-- Opening Marker --

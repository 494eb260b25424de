//! Create export_tasks table

use sea_orm_migration::prelude::*;

use super::m20240601_000001_create_users::Users;

#[derive(DeriveMigrationName)]
pub struct Migration;

#[async_trait::async_trait]
impl MigrationTrait for Migration {
    async fn up(&self, manager: &SchemaManager) -> Result<(), DbErr> {
        manager
            .create_table(
                Table::create()
                    .table(ExportTasks::Table)
                    .if_not_exists()
                    .col(
                        ColumnDef::new(ExportTasks::Id)
                            .big_integer()
                            .not_null()
                            .auto_increment()
                            .primary_key(),
                    )
                    .col(ColumnDef::new(ExportTasks::UserId).string().not_null())
                    .col(ColumnDef::new(ExportTasks::ScopeUserId).string())
                    .col(
                        ColumnDef::new(ExportTasks::Status)
                            .string()
                            .not_null()
                            .default("pending"),
                    )
                    .col(
                        ColumnDef::new(ExportTasks::CreatedAt)
                            .timestamp_with_time_zone()
                            .not_null(),
                    )
                    .col(ColumnDef::new(ExportTasks::CompletedAt).timestamp_with_time_zone())
                    .col(ColumnDef::new(ExportTasks::DownloadLink).string())
                    .foreign_key(
                        ForeignKey::create()
                            .name("fk_export_tasks_user")
                            .from(ExportTasks::Table, ExportTasks::UserId)
                            .to(Users::Table, Users::Id),
                    )
                    .to_owned(),
            )
            .await?;

        manager
            .create_index(
                Index::create()
                    .name("idx_export_tasks_status")
                    .table(ExportTasks::Table)
                    .col(ExportTasks::Status)
                    .to_owned(),
            )
            .await
    }

    async fn down(&self, manager: &SchemaManager) -> Result<(), DbErr> {
        manager
            .drop_table(Table::drop().table(ExportTasks::Table).to_owned())
            .await
    }
}

#[derive(Iden)]
pub enum ExportTasks {
    Table,
    Id,
    UserId,
    ScopeUserId,
    Status,
    CreatedAt,
    CompletedAt,
    DownloadLink,
}
//! Storage implementations.
//!
//! `InMemoryStorage` backs tests and local development; the SQL-backed
//! implementation lives in `infrastructure::database`.

pub mod memory;

pub use memory::InMemoryStorage;
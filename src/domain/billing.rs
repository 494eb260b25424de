//! Billing math for parking sessions.
//!
//! Cost is hourly price times billable duration, where duration is
//! clamped to a one-hour floor: the minimum charge is deliberate billing
//! policy, not rounding. All timestamps are UTC.

use chrono::{DateTime, Utc};

use super::{Reservation, UsageLogEntry, AUTO_RELEASE_REMARKS};

/// Minimum billable duration in hours. A session of exactly one hour
/// bills exactly 1.0h; shorter sessions are billed as one hour.
pub const MIN_BILLABLE_HOURS: f64 = 1.0;

/// Billable duration in hours between entry and exit, floored at
/// [`MIN_BILLABLE_HOURS`].
pub fn billable_hours(entered_at: DateTime<Utc>, exited_at: DateTime<Utc>) -> f64 {
    let elapsed = (exited_at - entered_at).num_seconds().max(0) as f64 / 3600.0;
    elapsed.max(MIN_BILLABLE_HOURS)
}

/// Compute (billable hours, cost) for a session at the given hourly
/// price. Cost is rounded to cents.
pub fn session_cost(
    entered_at: DateTime<Utc>,
    exited_at: DateTime<Utc>,
    hourly_price: f64,
) -> (f64, f64) {
    let hours = billable_hours(entered_at, exited_at);
    let cost = (hours * hourly_price * 100.0).round() / 100.0;
    (hours, cost)
}

/// Close a reservation and produce its usage-log entry.
///
/// Pure accounting step of the release path: the caller persists the
/// returned pair together with the spot reset as one atomic unit.
pub fn close_reservation(
    mut reservation: Reservation,
    lot_id: i64,
    vehicle_id: &str,
    entered_at: DateTime<Utc>,
    exited_at: DateTime<Utc>,
    hourly_price: f64,
) -> (Reservation, UsageLogEntry) {
    let (duration_hours, cost) = session_cost(entered_at, exited_at, hourly_price);
    reservation.close(exited_at, cost);

    let entry = UsageLogEntry {
        id: 0,
        user_id: reservation.user_id.clone(),
        spot_id: reservation.spot_id,
        lot_id,
        vehicle_id: vehicle_id.to_string(),
        entered_at,
        exited_at,
        duration_hours,
        cost,
        remarks: AUTO_RELEASE_REMARKS.to_string(),
    };

    (reservation, entry)
}

// ── Tests ──────────────────────────────────────────────────────

#[cfg(test)]
mod tests {
    use super::*;
    use chrono::TimeZone;

    fn at(h: u32, m: u32) -> DateTime<Utc> {
        Utc.with_ymd_and_hms(2024, 6, 1, h, m, 0).unwrap()
    }

    #[test]
    fn short_session_is_floored_to_one_hour() {
        // entry 10:00, exit 10:30, $10/h -> 1.0h, $10.00
        let (hours, cost) = session_cost(at(10, 0), at(10, 30), 10.0);
        assert_eq!(hours, 1.0);
        assert_eq!(cost, 10.0);
    }

    #[test]
    fn long_session_bills_elapsed_time() {
        // entry 10:00, exit 13:15, $4/h -> 3.25h, $13.00
        let (hours, cost) = session_cost(at(10, 0), at(13, 15), 4.0);
        assert_eq!(hours, 3.25);
        assert_eq!(cost, 13.0);
    }

    #[test]
    fn exactly_one_hour_is_not_inflated() {
        let (hours, cost) = session_cost(at(10, 0), at(11, 0), 8.0);
        assert_eq!(hours, 1.0);
        assert_eq!(cost, 8.0);
    }

    #[test]
    fn exit_before_entry_clamps_to_floor() {
        let hours = billable_hours(at(12, 0), at(11, 0));
        assert_eq!(hours, MIN_BILLABLE_HOURS);
    }

    #[test]
    fn cost_is_rounded_to_cents() {
        // 1h20m at $2.50/h -> 1.333..h * 2.5 = 3.3333 -> 3.33
        let (_, cost) = session_cost(at(10, 0), at(11, 20), 2.5);
        assert_eq!(cost, 3.33);
    }

    #[test]
    fn close_reservation_produces_matching_log_entry() {
        let reservation = Reservation {
            id: 42,
            spot_id: 7,
            user_id: "u1".into(),
            started_at: at(10, 0),
            ended_at: None,
            cost: None,
        };

        let (closed, entry) =
            close_reservation(reservation, 3, "KA-01-1234", at(10, 0), at(13, 15), 4.0);

        assert_eq!(closed.ended_at, Some(at(13, 15)));
        assert_eq!(closed.cost, Some(13.0));

        assert_eq!(entry.user_id, "u1");
        assert_eq!(entry.spot_id, 7);
        assert_eq!(entry.lot_id, 3);
        assert_eq!(entry.vehicle_id, "KA-01-1234");
        assert_eq!(entry.duration_hours, 3.25);
        assert_eq!(entry.cost, 13.0);
        assert_eq!(entry.remarks, AUTO_RELEASE_REMARKS);
    }
}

-- Closing Marker --

(Prompt) Every line of the data that includes the word "Some" should be copied.

(Exercise output)
        assert_eq!(closed.ended_at, Some(at(13, 15)));
        assert_eq!(closed.cost, Some(13.0));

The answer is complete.